Where to Start with Joan Wulff
Joan Salvato Wulff, known worldwide as the First Lady of Fly Fishing, has shaped the sport more profoundly than almost anyone alive. She won her first national casting title in 1943 at just seventeen years old and went on to dominate competitive casting for nearly two decades, including winning the men’s national distance title in 1951. In 1978, she and her husband Lee Wulff founded the Wulff School of Fly Fishing on the Beaverkill River in New York, which has trained thousands of anglers. Her books broke casting mechanics down into a teachable system for the first time, revolutionizing how the sport is taught.

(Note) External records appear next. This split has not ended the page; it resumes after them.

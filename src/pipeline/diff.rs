// src/pipeline/diff.rs

//! Diff calculation between catalog states.
//!
//! Computes the difference between two entry collections to identify
//! added, updated, and removed urls, or derives the second collection
//! from a base state plus a change log.

use std::collections::HashMap;

use serde::{Deserialize, Serialize};

use crate::error::Result;
use crate::models::{ChangeKind, ChangeRecord, Entry};
use crate::providers::EntrySource;

/// Computed difference between two catalog states.
///
/// A pure value, never persisted. Results are sorted by url so output is
/// deterministic.
#[derive(Debug, Clone, Serialize, Deserialize, Default)]
pub struct DiffResult {
    /// Entries present in the new state only
    pub added: Vec<Entry>,
    /// Entries present in both states with differing fields
    pub updated: Vec<Entry>,
    /// Urls present in the old state only
    pub removed: Vec<String>,
}

impl DiffResult {
    /// Check if there are any changes.
    pub fn has_changes(&self) -> bool {
        !self.added.is_empty() || !self.updated.is_empty() || !self.removed.is_empty()
    }

    /// Get the total number of changes.
    pub fn change_count(&self) -> usize {
        self.added.len() + self.updated.len() + self.removed.len()
    }
}

/// Calculator for computing diffs between catalog states.
///
/// Field equality follows [`Entry::diff_eq`]: extension blocks (images,
/// videos, news) are not compared.
#[derive(Debug, Clone, Copy, Default)]
pub struct DiffCalculator;

impl DiffCalculator {
    /// Create a new diff calculator.
    pub fn new() -> Self {
        Self
    }

    /// Calculate the diff between old and new entry collections.
    ///
    /// Each side is keyed by url first; if a side contains duplicate urls,
    /// the last entry wins.
    pub fn calculate(&self, old: &[Entry], new: &[Entry]) -> DiffResult {
        let old_map: HashMap<&str, &Entry> = old.iter().map(|e| (e.url.as_str(), e)).collect();
        let new_map: HashMap<&str, &Entry> = new.iter().map(|e| (e.url.as_str(), e)).collect();

        let mut added = Vec::new();
        let mut updated = Vec::new();
        for (url, entry) in &new_map {
            match old_map.get(url) {
                None => added.push((*entry).clone()),
                Some(previous) if !previous.diff_eq(entry) => updated.push((*entry).clone()),
                Some(_) => {}
            }
        }

        let mut removed: Vec<String> = old_map
            .keys()
            .filter(|url| !new_map.contains_key(*url))
            .map(|url| url.to_string())
            .collect();

        added.sort_by(|a, b| a.url.cmp(&b.url));
        updated.sort_by(|a, b| a.url.cmp(&b.url));
        removed.sort();

        DiffResult {
            added,
            updated,
            removed,
        }
    }

    /// Calculate the diff between two lazy sources.
    ///
    /// Both sides are materialized into memory before diffing; there is no
    /// streaming diff.
    pub async fn calculate_sources(
        &self,
        old: EntrySource,
        new: EntrySource,
    ) -> Result<DiffResult> {
        let old = old.collect().await?;
        let new = new.collect().await?;
        Ok(self.calculate(&old, &new))
    }

    /// Derive a new state by replaying a change log onto `base`, then diff
    /// `base` against the derived state.
    ///
    /// Add and update records upsert the entry at their url; remove records
    /// delete the url. Removing a url absent from the base is a no-op. An
    /// add/update record without an entry payload violates the change-log
    /// contract and is skipped with a warning.
    pub fn calculate_from_changes(&self, base: &[Entry], changes: &[ChangeRecord]) -> DiffResult {
        let mut derived: HashMap<String, Entry> = base
            .iter()
            .map(|e| (e.url.clone(), e.clone()))
            .collect();

        for change in changes {
            match change.kind {
                ChangeKind::Add | ChangeKind::Update => match &change.entry {
                    Some(entry) => {
                        derived.insert(change.url.clone(), entry.clone());
                    }
                    None => {
                        log::warn!(
                            "Change record for {} has no entry payload, skipping",
                            change.url
                        );
                    }
                },
                ChangeKind::Remove => {
                    derived.remove(&change.url);
                }
            }
        }

        let derived: Vec<Entry> = derived.into_values().collect();
        self.calculate(base, &derived)
    }
}

/// Convenience function to calculate a diff.
pub fn calculate_diff(old: &[Entry], new: &[Entry]) -> DiffResult {
    DiffCalculator::new().calculate(old, new)
}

Inducted into the International Game Fish Association Hall of Fame, she remains a towering figure in angling history.
Start here
Joan Wulff's Fly Fishing
Joan Wulff · 192 pages · 1991 · Easy
Themes: fly fishing, casting, reading water, fly selection, tackle
Originally published in 1991 and reissued in paperback in 2024, this is Joan Wulff’s comprehensive guide to the sport she has spent a lifetime mastering and teaching. Written from a woman’s perspective but valuable for any angler, it covers everything from choosing tackle and tying on flies to reading water, wading safely, and playing fish with skill.
Why Start Here
Wulff has written several books, but this is her broadest and most accessible. While her casting technique books are legendary among intermediate and advanced anglers, this guide addresses the full scope of fly fishing, from gear to strategy. Her decades of teaching at the Wulff School give her a rare ability to anticipate exactly where beginners get stuck, and her writing is warm, practical, and free of jargon. If you are new to Wulff or to fly fishing, this is the place to begin.
What to Expect
A concise 192-page guide that covers the fundamentals without overwhelming you. Wulff writes with authority and patience, drawing on personal anecdotes and her experience teaching students of all backgrounds. The book addresses the physical realities of casting, including how to generate power efficiently regardless of your build, and offers honest advice on everything from clothing to stream etiquette. It reads quickly and works well as both a cover-to-cover introduction and a reference to revisit as your skills develop.
Alternatives
Joan Wulff · 224 pages · 2012 · Moderate
The updated edition of the book that changed how an entire generation learned to cast. When the original “Fly-Casting Techniques” appeared in 1987, Joan Wulff was the first person to break casting into a systematic set of mechanics with precise descriptive terms for every part of the cast. This revised version, published in 2012, refines those ideas and adds new material on loop control, shooting lines, aerial mending, the double haul, and correcting common mistakes.
Why This One
If you already have a basic grasp of casting and want to improve your accuracy and distance, this is the book that teaches you how. Wulff’s approach is analytical but never dry, and the illustrations by Francis Davis and David Shepherd make complex motions easy to visualize. This is the casting manual that instructors themselves study, and it rewards repeated reading as your skill level grows.
What to Expect
A focused 224-page guide dedicated entirely to the mechanics and artistry of fly casting. This is not a general fly fishing book. It assumes you know the basics and want to refine your technique. Wulff builds from fundamentals to advanced concepts layer by layer, making it possible to work through the material at your own pace. Expect to return to specific chapters as you practice.